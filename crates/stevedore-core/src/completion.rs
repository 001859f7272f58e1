//! # Completion Module
//!
//! Default completion for component descriptors.
//!
//! - Fill unset fields from an explicit defaults table keyed by kind
//! - Never touch fields that already hold a value
//! - Never fail
//! - Idempotent: completing twice equals completing once

use crate::descriptor::ComponentDescriptor;
use crate::primitives;
use crate::types::{ComponentKind, LicenseTag, StevedoreError};
use serde::{Deserialize, Serialize};

// =============================================================================
// DEFAULTS SECTIONS
// =============================================================================

/// Defaults for the monitoring kind.
#[derive(Debug, Clone, PartialEq, Eq, Serialize, Deserialize)]
#[serde(default, deny_unknown_fields)]
pub struct MonitoringDefaults {
    pub namespace: String,
    pub license_tag: LicenseTag,
    pub replicas: u32,
    pub retention: String,
    pub storage_size: String,
    pub scrape_interval: String,
}

impl Default for MonitoringDefaults {
    fn default() -> Self {
        Self {
            namespace: primitives::MONITORING_NAMESPACE.to_string(),
            license_tag: LicenseTag::new(ComponentKind::Monitoring.as_str()),
            replicas: primitives::MONITORING_REPLICAS,
            retention: primitives::MONITORING_RETENTION.to_string(),
            storage_size: primitives::MONITORING_STORAGE_SIZE.to_string(),
            scrape_interval: primitives::MONITORING_SCRAPE_INTERVAL.to_string(),
        }
    }
}

/// Defaults for the console kind.
#[derive(Debug, Clone, PartialEq, Eq, Serialize, Deserialize)]
#[serde(default, deny_unknown_fields)]
pub struct ConsoleDefaults {
    pub namespace: String,
    pub license_tag: LicenseTag,
    pub replicas: u32,
    pub title: String,
    pub tls: bool,
    pub resource_path: String,
}

impl Default for ConsoleDefaults {
    fn default() -> Self {
        Self {
            namespace: primitives::CONSOLE_NAMESPACE.to_string(),
            license_tag: LicenseTag::new(ComponentKind::Console.as_str()),
            replicas: primitives::CONSOLE_REPLICAS,
            title: primitives::CONSOLE_TITLE.to_string(),
            tls: primitives::TLS_ENABLED,
            resource_path: primitives::CONSOLE_RESOURCE_PATH.to_string(),
        }
    }
}

/// Defaults for the gateway kind.
#[derive(Debug, Clone, PartialEq, Eq, Serialize, Deserialize)]
#[serde(default, deny_unknown_fields)]
pub struct GatewayDefaults {
    pub namespace: String,
    pub license_tag: LicenseTag,
    pub replicas: u32,
    pub tls: bool,
    pub hostname: String,
    pub routes: Vec<String>,
}

impl Default for GatewayDefaults {
    fn default() -> Self {
        Self {
            namespace: primitives::GATEWAY_NAMESPACE.to_string(),
            license_tag: LicenseTag::new(ComponentKind::Gateway.as_str()),
            replicas: primitives::GATEWAY_REPLICAS,
            tls: primitives::TLS_ENABLED,
            hostname: primitives::GATEWAY_HOSTNAME.to_string(),
            routes: vec![primitives::GATEWAY_ROUTE.to_string()],
        }
    }
}

/// Defaults for the registry kind.
#[derive(Debug, Clone, PartialEq, Eq, Serialize, Deserialize)]
#[serde(default, deny_unknown_fields)]
pub struct RegistryDefaults {
    pub namespace: String,
    pub license_tag: LicenseTag,
    pub replicas: u32,
    pub storage_size: String,
    pub tls: bool,
}

impl Default for RegistryDefaults {
    fn default() -> Self {
        Self {
            namespace: primitives::REGISTRY_NAMESPACE.to_string(),
            license_tag: LicenseTag::new(ComponentKind::Registry.as_str()),
            replicas: primitives::REGISTRY_REPLICAS,
            storage_size: primitives::REGISTRY_STORAGE_SIZE.to_string(),
            tls: primitives::TLS_ENABLED,
        }
    }
}

// =============================================================================
// DEFAULTS TABLE
// =============================================================================

/// Defaults for every component kind.
///
/// `DefaultsTable::default()` holds the built-in constants from
/// [`primitives`]. Configuration can override any subset:
///
/// ```toml
/// [defaults.console]
/// namespace = "console"
/// replicas = 3
/// ```
#[derive(Debug, Clone, PartialEq, Eq, Default, Serialize, Deserialize)]
#[serde(default, deny_unknown_fields)]
pub struct DefaultsTable {
    pub monitoring: MonitoringDefaults,
    pub console: ConsoleDefaults,
    pub gateway: GatewayDefaults,
    pub registry: RegistryDefaults,
}

impl DefaultsTable {
    /// Default namespace for a kind.
    ///
    /// An empty table entry falls back to the built-in namespace.
    #[must_use]
    pub fn namespace_for(&self, kind: ComponentKind) -> &str {
        let (configured, builtin) = match kind {
            ComponentKind::Monitoring => (&self.monitoring.namespace, primitives::MONITORING_NAMESPACE),
            ComponentKind::Console => (&self.console.namespace, primitives::CONSOLE_NAMESPACE),
            ComponentKind::Gateway => (&self.gateway.namespace, primitives::GATEWAY_NAMESPACE),
            ComponentKind::Registry => (&self.registry.namespace, primitives::REGISTRY_NAMESPACE),
        };
        or_builtin(configured, builtin)
    }

    /// Default license tag for a kind.
    ///
    /// An empty table entry falls back to the kind name.
    #[must_use]
    pub fn license_tag_for(&self, kind: ComponentKind) -> LicenseTag {
        let configured = match kind {
            ComponentKind::Monitoring => &self.monitoring.license_tag,
            ComponentKind::Console => &self.console.license_tag,
            ComponentKind::Gateway => &self.gateway.license_tag,
            ComponentKind::Registry => &self.registry.license_tag,
        };
        if configured.is_empty() {
            LicenseTag::new(kind.as_str())
        } else {
            configured.clone()
        }
    }

    /// Check that no entry is empty.
    ///
    /// Empty strings and empty route lists would otherwise complete a
    /// component to a value that still counts as unset.
    pub fn validate(&self) -> Result<(), StevedoreError> {
        let entries = [
            ("monitoring.namespace", self.monitoring.namespace.as_str()),
            ("monitoring.license_tag", self.monitoring.license_tag.as_str()),
            ("monitoring.retention", self.monitoring.retention.as_str()),
            ("monitoring.storage_size", self.monitoring.storage_size.as_str()),
            ("monitoring.scrape_interval", self.monitoring.scrape_interval.as_str()),
            ("console.namespace", self.console.namespace.as_str()),
            ("console.license_tag", self.console.license_tag.as_str()),
            ("console.title", self.console.title.as_str()),
            ("console.resource_path", self.console.resource_path.as_str()),
            ("gateway.namespace", self.gateway.namespace.as_str()),
            ("gateway.license_tag", self.gateway.license_tag.as_str()),
            ("gateway.hostname", self.gateway.hostname.as_str()),
            ("registry.namespace", self.registry.namespace.as_str()),
            ("registry.license_tag", self.registry.license_tag.as_str()),
            ("registry.storage_size", self.registry.storage_size.as_str()),
        ];

        for (key, value) in entries {
            if value.trim().is_empty() {
                return Err(StevedoreError::Config(format!(
                    "defaults.{} must not be empty",
                    key
                )));
            }
        }
        if self.gateway.routes.is_empty() || self.gateway.routes.iter().any(|r| r.trim().is_empty()) {
            return Err(StevedoreError::Config(
                "defaults.gateway.routes must list at least one non-empty route".to_string(),
            ));
        }
        Ok(())
    }
}

/// The configured value, or the built-in one when the configured value is empty.
pub(crate) fn or_builtin<'a>(configured: &'a str, builtin: &'a str) -> &'a str {
    if configured.is_empty() { builtin } else { configured }
}

// =============================================================================
// COMPLETION
// =============================================================================

/// The Completion pass fills unset descriptor fields.
pub struct Completion;

impl Completion {
    /// Complete a descriptor in place.
    ///
    /// Fills `namespace`, `license_tag` and every kind setting that is unset.
    /// `name`, `enabled`, `status` and `dependencies` are never touched.
    pub fn complete(descriptor: &mut ComponentDescriptor, table: &DefaultsTable) {
        let kind = descriptor.kind();

        if descriptor.namespace.is_empty() {
            descriptor.namespace = table.namespace_for(kind).to_string();
        }
        if descriptor.license_tag.is_empty() {
            descriptor.license_tag = table.license_tag_for(kind);
        }
        descriptor.settings.complete(table);
    }

    /// Complete a copy of a descriptor.
    #[must_use]
    pub fn completed(mut descriptor: ComponentDescriptor, table: &DefaultsTable) -> ComponentDescriptor {
        Self::complete(&mut descriptor, table);
        descriptor
    }

    /// Whether completion would change nothing.
    #[must_use]
    pub fn is_complete(descriptor: &ComponentDescriptor) -> bool {
        !descriptor.namespace.is_empty()
            && !descriptor.license_tag.is_empty()
            && descriptor.settings.is_complete()
    }
}

// =============================================================================
// TESTS
// =============================================================================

ABOUT THIS EXERCISE: Everything from the line with "descriptor.license_tag = table.license_tag_for(kind);" down to the last line of the data above should be returned exactly, with both ends kept and nothing added.

RESPONSE FOR THIS EXERCISE:
            descriptor.license_tag = table.license_tag_for(kind);
        }
        descriptor.settings.complete(table);
    }

    /// Complete a copy of a descriptor.
    #[must_use]
    pub fn completed(mut descriptor: ComponentDescriptor, table: &DefaultsTable) -> ComponentDescriptor {
        Self::complete(&mut descriptor, table);
        descriptor
    }

    /// Whether completion would change nothing.
    #[must_use]
    pub fn is_complete(descriptor: &ComponentDescriptor) -> bool {
        !descriptor.namespace.is_empty()
            && !descriptor.license_tag.is_empty()
            && descriptor.settings.is_complete()
    }
}

// =============================================================================
// TESTS
// =============================================================================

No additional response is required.